# Work to complete:
The data below must be returned in full and exactly.

# Material shown:
//! Catalog database bootstrap.
//!
//! # Responsibility
//! - Hand out SQLite connections whose schema holds the `bands`, `albums`
//!   and `songs` tables at the version this binary expects.
//! - Report which schema step broke when a migration cannot be applied.
//!
//! # Invariants
//! - The catalog schema version lives in `PRAGMA user_version`.
//! - No catalog row is read or written on a connection before the
//!   migration run finished.
//! - Foreign keys are enforced on every returned connection; album and
//!   song cascades are SQLite's job.

use std::error::Error;
use std::fmt::{Display, Formatter};

pub mod migrations;
mod open;

pub use open::{open_db, open_db_in_memory};

pub type DbResult<T> = Result<T, DbError>;

/// Failure while opening or migrating a catalog database.
#[derive(Debug)]
pub enum DbError {
    /// Connection-level SQLite failure (open, pragma, transaction control).
    Sqlite(rusqlite::Error),
    /// One schema step failed; the whole migration run was rolled back.
    Migration {
        version: u32,
        name: &'static str,
        source: rusqlite::Error,
    },
    /// The file was written by a newer build of the catalog.
    UnsupportedSchemaVersion { db_version: u32, latest_supported: u32 },
}

impl Display for DbError {
    fn fmt(&self, f: &mut Formatter<'_>) -> std::fmt::Result {
        match self {
            Self::Sqlite(err) => write!(f, "sqlite error: {err}"),
            Self::Migration {
                version,
                name,
                source,
            } => write!(f, "catalog migration {version} ({name}) failed: {source}"),
            Self::UnsupportedSchemaVersion {
                db_version,
                latest_supported,
            } => write!(
                f,
                "catalog schema version {db_version} is newer than this build understands (up to {latest_supported})"
            ),
        }
    }
}

impl Error for DbError {
    fn source(&self) -> Option<&(dyn Error + 'static)> {
        match self {
            Self::Sqlite(err) | Self::Migration { source: err, .. } => Some(err),
            Self::UnsupportedSchemaVersion { .. } => None,
        }
    }
}

impl From<rusqlite::Error> for DbError {
    fn from(value: rusqlite::Error) -> Self {
        Self::Sqlite(value)
    }
}
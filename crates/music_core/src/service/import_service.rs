//! Bulk import of artist discographies.
//!
//! # Responsibility
//! - Decode artist documents shaped like public music-API payloads
//!   (artist → albums → track page).
//! - Register the whole tree with one session and commit once.
//!
//! # Invariants
//! - An import is all-or-nothing: any failing row rolls back every row.
//! - Albums credited to more than one artist are skipped, not imported.
//! - A release date is kept only when its precision is `day`.

use crate::model::band::NewBand;
use crate::session::{AlbumDraft, CatalogSession, SessionConfig, SessionError, SongDraft};
use chrono::NaiveDate;
use log::{info, warn};
use rusqlite::Connection;
use serde::{Deserialize, Serialize};
use std::error::Error;
use std::fmt::{Display, Formatter};
use std::time::Instant;

const DAY_PRECISION: &str = "day";
const RELEASE_DATE_FORMAT: &str = "%Y-%m-%d";

/// One artist with its album listing.
#[derive(Debug, Clone, PartialEq, Serialize, Deserialize)]
pub struct ArtistDocument {
    pub name: String,
    #[serde(default)]
    pub albums: Vec<AlbumDocument>,
}

/// Album entry as returned by the album detail endpoint.
#[derive(Debug, Clone, PartialEq, Serialize, Deserialize)]
pub struct AlbumDocument {
    pub name: String,
    #[serde(default)]
    pub artists: Vec<ArtistCredit>,
    #[serde(default)]
    pub release_date: Option<String>,
    /// `year`, `month` or `day`.
    #[serde(default)]
    pub release_date_precision: Option<String>,
    #[serde(default)]
    pub tracks: TrackPage,
}

#[derive(Debug, Clone, PartialEq, Eq, Serialize, Deserialize)]
pub struct ArtistCredit {
    pub name: String,
}

#[derive(Debug, Clone, Default, PartialEq, Serialize, Deserialize)]
pub struct TrackPage {
    #[serde(default)]
    pub items: Vec<TrackDocument>,
}

#[derive(Debug, Clone, PartialEq, Serialize, Deserialize)]
pub struct TrackDocument {
    pub name: String,
    pub track_number: i64,
    pub duration_ms: u64,
}

/// Accepts either one artist object or an array of them.
#[derive(Debug, Deserialize)]
#[serde(untagged)]
enum ImportPayload {
    Many(Vec<ArtistDocument>),
    One(ArtistDocument),
}

/// Counts of rows written by one import.
#[derive(Debug, Clone, Copy, Default, PartialEq, Eq)]
pub struct ImportSummary {
    pub bands: usize,
    pub albums: usize,
    pub songs: usize,
    pub skipped_albums: usize,
}

#[derive(Debug)]
pub enum ImportError {
    /// Payload is not valid artist JSON.
    Parse(serde_json::Error),
    /// Writing the catalog failed; nothing was committed.
    Session(SessionError),
}

impl Display for ImportError {
    fn fmt(&self, f: &mut Formatter<'_>) -> std::fmt::Result {
        match self {
            Self::Parse(err) => write!(f, "invalid import document: {err}"),
            Self::Session(err) => write!(f, "import failed: {err}"),
        }
    }
}

impl Error for ImportError {
    fn source(&self) -> Option<&(dyn Error + 'static)> {
        match self {
            Self::Parse(err) => Some(err),
            Self::Session(err) => Some(err),
        }
    }
}

impl From<serde_json::Error> for ImportError {
    fn from(value: serde_json::Error) -> Self {
        Self::Parse(value)
    }
}

impl From<SessionError> for ImportError {
    fn from(value: SessionError) -> Self {
        Self::Session(value)
    }
}

/// Imports artist documents into a catalog connection.
pub struct ImportService<'conn> {
    conn: &'conn mut Connection,
}

impl<'conn> ImportService<'conn> {
    pub fn new(conn: &'conn mut Connection) -> Self {
        Self { conn }
    }

    /// Decodes a JSON payload (one artist or an array) and imports it.
    pub fn import_json(&mut self, payload: &str) -> Result<ImportSummary, ImportError> {
        let artists = match serde_json::from_str::<ImportPayload>(payload)? {
            ImportPayload::Many(artists) => artists,
            ImportPayload::One(artist) => vec![artist],
        };
        self.import_artists(&artists)
    }

    /// Imports every artist in one transaction.
    pub fn import_artists(
        &mut self,
        artists: &[ArtistDocument],
    ) -> Result<ImportSummary, ImportError> {
        let started_at = Instant::now();
        let mut summary = ImportSummary::default();
        let mut session = CatalogSession::begin(self.conn, SessionConfig::default())?;

        for artist in artists {
            let band = session.add_band(NewBand::new(artist.name.as_str()));
            summary.bands += 1;

            for album in &artist.albums {
                if album.artists.len() > 1 {
                    summary.skipped_albums += 1;
                    continue;
                }

                let draft = AlbumDraft::new(band, album.name.as_str())
                    .released(day_precision_release_date(album));
                let album_ref = session.add_album(draft);
                summary.albums += 1;

                for track in &album.tracks.items {
                    session.add_song(SongDraft::new(
                        album_ref,
                        track.track_number,
                        track.name.as_str(),
                        duration_seconds(track.duration_ms),
                    ));
                    summary.songs += 1;
                }
            }
        }

        // Dropping the session on error rolls the transaction back.
        if let Err(err) = session.commit() {
            warn!(
                "event=catalog_import module=service status=error duration_ms={} error={err}",
                started_at.elapsed().as_millis()
            );
            return Err(err.into());
        }

        info!(
            "event=catalog_import module=service status=ok duration_ms={} bands={} albums={} songs={} skipped_albums={}",
            started_at.elapsed().as_millis(),
            summary.bands,
            summary.albums,
            summary.songs,
            summary.skipped_albums
        );
        Ok(summary)
    }
}

/// Release date of an album when the source knows the exact day.
pub fn day_precision_release_date(album: &AlbumDocument) -> Option<NaiveDate> {
    if album.release_date_precision.as_deref() != Some(DAY_PRECISION) {
        return None;
    }
    album
        .release_date
        .as_deref()
        .and_then(|value| NaiveDate::parse_from_str(value, RELEASE_DATE_FORMAT).ok())
}

pub fn duration_seconds(duration_ms: u64) -> f64 {
    duration_ms as f64 / 1000.0
}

# Response to the task:
//! Catalog database bootstrap.
//!
//! # Responsibility
//! - Hand out SQLite connections whose schema holds the `bands`, `albums`
//!   and `songs` tables at the version this binary expects.
//! - Report which schema step broke when a migration cannot be applied.
//!
//! # Invariants
//! - The catalog schema version lives in `PRAGMA user_version`.
//! - No catalog row is read or written on a connection before the
//!   migration run finished.
//! - Foreign keys are enforced on every returned connection; album and
//!   song cascades are SQLite's job.

use std::error::Error;
use std::fmt::{Display, Formatter};

pub mod migrations;
mod open;

pub use open::{open_db, open_db_in_memory};

pub type DbResult<T> = Result<T, DbError>;

/// Failure while opening or migrating a catalog database.
#[derive(Debug)]
pub enum DbError {
    /// Connection-level SQLite failure (open, pragma, transaction control).
    Sqlite(rusqlite::Error),
    /// One schema step failed; the whole migration run was rolled back.
    Migration {
        version: u32,
        name: &'static str,
        source: rusqlite::Error,
    },
    /// The file was written by a newer build of the catalog.
    UnsupportedSchemaVersion { db_version: u32, latest_supported: u32 },
}

impl Display for DbError {
    fn fmt(&self, f: &mut Formatter<'_>) -> std::fmt::Result {
        match self {
            Self::Sqlite(err) => write!(f, "sqlite error: {err}"),
            Self::Migration {
                version,
                name,
                source,
            } => write!(f, "catalog migration {version} ({name}) failed: {source}"),
            Self::UnsupportedSchemaVersion {
                db_version,
                latest_supported,
            } => write!(
                f,
                "catalog schema version {db_version} is newer than this build understands (up to {latest_supported})"
            ),
        }
    }
}

impl Error for DbError {
    fn source(&self) -> Option<&(dyn Error + 'static)> {
        match self {
            Self::Sqlite(err) | Self::Migration { source: err, .. } => Some(err),
            Self::UnsupportedSchemaVersion { .. } => None,
        }
    }
}

impl From<rusqlite::Error> for DbError {
    fn from(value: rusqlite::Error) -> Self {
        Self::Sqlite(value)
    }
}
filename crates/music_core/src/service/import_service.rs
//! Bulk import of artist discographies.
//!
//! # Responsibility
//! - Decode artist documents shaped like public music-API payloads
//!   (artist → albums → track page).
//! - Register the whole tree with one session and commit once.
//!
//! # Invariants
//! - An import is all-or-nothing: any failing row rolls back every row.
//! - Albums credited to more than one artist are skipped, not imported.
//! - A release date is kept only when its precision is `day`.

use crate::model::band::NewBand;
use crate::session::{AlbumDraft, CatalogSession, SessionConfig, SessionError, SongDraft};
use chrono::NaiveDate;
use log::{info, warn};
use rusqlite::Connection;
use serde::{Deserialize, Serialize};
use std::error::Error;
use std::fmt::{Display, Formatter};
use std::time::Instant;

const DAY_PRECISION: &str = "day";
const RELEASE_DATE_FORMAT: &str = "%Y-%m-%d";

/// One artist with its album listing.
#[derive(Debug, Clone, PartialEq, Serialize, Deserialize)]
pub struct ArtistDocument {
    pub name: String,
    #[serde(default)]
    pub albums: Vec<AlbumDocument>,
}

/// Album entry as returned by the album detail endpoint.
#[derive(Debug, Clone, PartialEq, Serialize, Deserialize)]
pub struct AlbumDocument {
    pub name: String,
    #[serde(default)]
    pub artists: Vec<ArtistCredit>,
    #[serde(default)]
    pub release_date: Option<String>,
    /// `year`, `month` or `day`.
    #[serde(default)]
    pub release_date_precision: Option<String>,
    #[serde(default)]
    pub tracks: TrackPage,
}

#[derive(Debug, Clone, PartialEq, Eq, Serialize, Deserialize)]
pub struct ArtistCredit {
    pub name: String,
}

#[derive(Debug, Clone, Default, PartialEq, Serialize, Deserialize)]
pub struct TrackPage {
    #[serde(default)]
    pub items: Vec<TrackDocument>,
}

#[derive(Debug, Clone, PartialEq, Serialize, Deserialize)]
pub struct TrackDocument {
    pub name: String,
    pub track_number: i64,
    pub duration_ms: u64,
}

/// Accepts either one artist object or an array of them.
#[derive(Debug, Deserialize)]
#[serde(untagged)]
enum ImportPayload {
    Many(Vec<ArtistDocument>),
    One(ArtistDocument),
}

/// Counts of rows written by one import.
#[derive(Debug, Clone, Copy, Default, PartialEq, Eq)]
pub struct ImportSummary {
    pub bands: usize,
    pub albums: usize,
    pub songs: usize,
    pub skipped_albums: usize,
}

#[derive(Debug)]
pub enum ImportError {
    /// Payload is not valid artist JSON.
    Parse(serde_json::Error),
    /// Writing the catalog failed; nothing was committed.
    Session(SessionError),
}

impl Display for ImportError {
    fn fmt(&self, f: &mut Formatter<'_>) -> std::fmt::Result {
        match self {
            Self::Parse(err) => write!(f, "invalid import document: {err}"),
            Self::Session(err) => write!(f, "import failed: {err}"),
        }
    }
}

impl Error for ImportError {
    fn source(&self) -> Option<&(dyn Error + 'static)> {
        match self {
            Self::Parse(err) => Some(err),
            Self::Session(err) => Some(err),
        }
    }
}

impl From<serde_json::Error> for ImportError {
    fn from(value: serde_json::Error) -> Self {
        Self::Parse(value)
    }
}

impl From<SessionError> for ImportError {
    fn from(value: SessionError) -> Self {
        Self::Session(value)
    }
}

/// Imports artist documents into a catalog connection.
pub struct ImportService<'conn> {
    conn: &'conn mut Connection,
}

impl<'conn> ImportService<'conn> {
    pub fn new(conn: &'conn mut Connection) -> Self {
        Self { conn }
    }

    /// Decodes a JSON payload (one artist or an array) and imports it.
    pub fn import_json(&mut self, payload: &str) -> Result<ImportSummary, ImportError> {
        let artists = match serde_json::from_str::<ImportPayload>(payload)? {
            ImportPayload::Many(artists) => artists,
            ImportPayload::One(artist) => vec![artist],
        };
        self.import_artists(&artists)
    }

    /// Imports every artist in one transaction.
    pub fn import_artists(
        &mut self,
        artists: &[ArtistDocument],
    ) -> Result<ImportSummary, ImportError> {
        let started_at = Instant::now();
        let mut summary = ImportSummary::default();
        let mut session = CatalogSession::begin(self.conn, SessionConfig::default())?;

        for artist in artists {
            let band = session.add_band(NewBand::new(artist.name.as_str()));
            summary.bands += 1;

            for album in &artist.albums {
                if album.artists.len() > 1 {
                    summary.skipped_albums += 1;
                    continue;
                }

                let draft = AlbumDraft::new(band, album.name.as_str())
                    .released(day_precision_release_date(album));
                let album_ref = session.add_album(draft);
                summary.albums += 1;

                for track in &album.tracks.items {
                    session.add_song(SongDraft::new(
                        album_ref,
                        track.track_number,
                        track.name.as_str(),
                        duration_seconds(track.duration_ms),
                    ));
                    summary.songs += 1;
                }
            }
        }

        // Dropping the session on error rolls the transaction back.
        if let Err(err) = session.commit() {
            warn!(
                "event=catalog_import module=service status=error duration_ms={} error={err}",
                started_at.elapsed().as_millis()
            );
            return Err(err.into());
        }

        info!(
            "event=catalog_import module=service status=ok duration_ms={} bands={} albums={} songs={} skipped_albums={}",
            started_at.elapsed().as_millis(),
            summary.bands,
            summary.albums,
            summary.songs,
            summary.skipped_albums
        );
        Ok(summary)
    }
}

/// Release date of an album when the source knows the exact day.
pub fn day_precision_release_date(album: &AlbumDocument) -> Option<NaiveDate> {
    if album.release_date_precision.as_deref() != Some(DAY_PRECISION) {
        return None;
    }
    album
        .release_date
        .as_deref()
        .and_then(|value| NaiveDate::parse_from_str(value, RELEASE_DATE_FORMAT).ok())
}

pub fn duration_seconds(duration_ms: u64) -> f64 {
    duration_ms as f64 / 1000.0
}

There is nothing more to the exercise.